[Items from a data source]
=-=-=
// Copyright 2019 Zhizhesihai (Beijing) Technology Limited.
//
// Licensed under the Apache License, Version 2.0 (the "License");
// you may not use this file except in compliance with the License.
// You may obtain a copy of the License at
//
//     http://www.apache.org/licenses/LICENSE-2.0
//
// Unless required by applicable law or agreed to in writing, software
// distributed under the License is distributed on an "AS IS" BASIS,
// See the License for the specific language governing permissions and
// limitations under the License.

use core::store::io::{DataOutput, IndexOutput};

use error::Result;

use std::fs::OpenOptions;
use std::fs::File;
use std::io::{BufWriter, Write};
use std::path::Path;

use flate2::CrcWriter;

const CHUNK_SIZE: usize = 8192;

/// `IndexOutput` implement for `FSDirectory`
pub struct FSIndexOutput {
    name: String,
    writer: CrcWriter<BufWriter<File>>,
    bytes_written: usize,
}

impl FSIndexOutput {
    pub fn new<P: AsRef<Path>>(name: String, path: P) -> Result<FSIndexOutput> {
        let file = OpenOptions::new().write(true).create_new(true).open(path)?;
        Ok(FSIndexOutput {
            name,
            writer: CrcWriter::new(BufWriter::with_capacity(CHUNK_SIZE, file)),
            bytes_written: 0,
        })
    }
}

impl Drop for FSIndexOutput {
    fn drop(&mut self) {
        if let Err(ref desc) = self.writer.flush() {
            error!("failed to flush {}, errmsg: {}", self.name, desc);
        }
    }
}

impl DataOutput for FSIndexOutput {}

impl Write for FSIndexOutput {
    fn write(&mut self, buf: &[u8]) -> ::std::io::Result<usize> {
        let count = self.writer.write(buf)?;
        self.bytes_written += count;
        Ok(count)
    }

    fn flush(&mut self) -> ::std::io::Result<()> {
        self.writer.flush()
    }
}

impl IndexOutput for FSIndexOutput {
    fn name(&self) -> &str {
        &self.name
    }

    fn file_pointer(&self) -> i64 {
        self.bytes_written as i64
    }

    fn checksum(&self) -> Result<i64> {
        Ok((self.writer.crc().sum() as i64) & 0xffff_ffffi64)
    }
}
=-=-=
▶ WORK ORDER
Check every line of the entries above, and copy those that carry the string "OpenOptions".

▶ WRITTEN RESPONSE
use std::fs::OpenOptions;
        let file = OpenOptions::new().write(true).create_new(true).open(path)?;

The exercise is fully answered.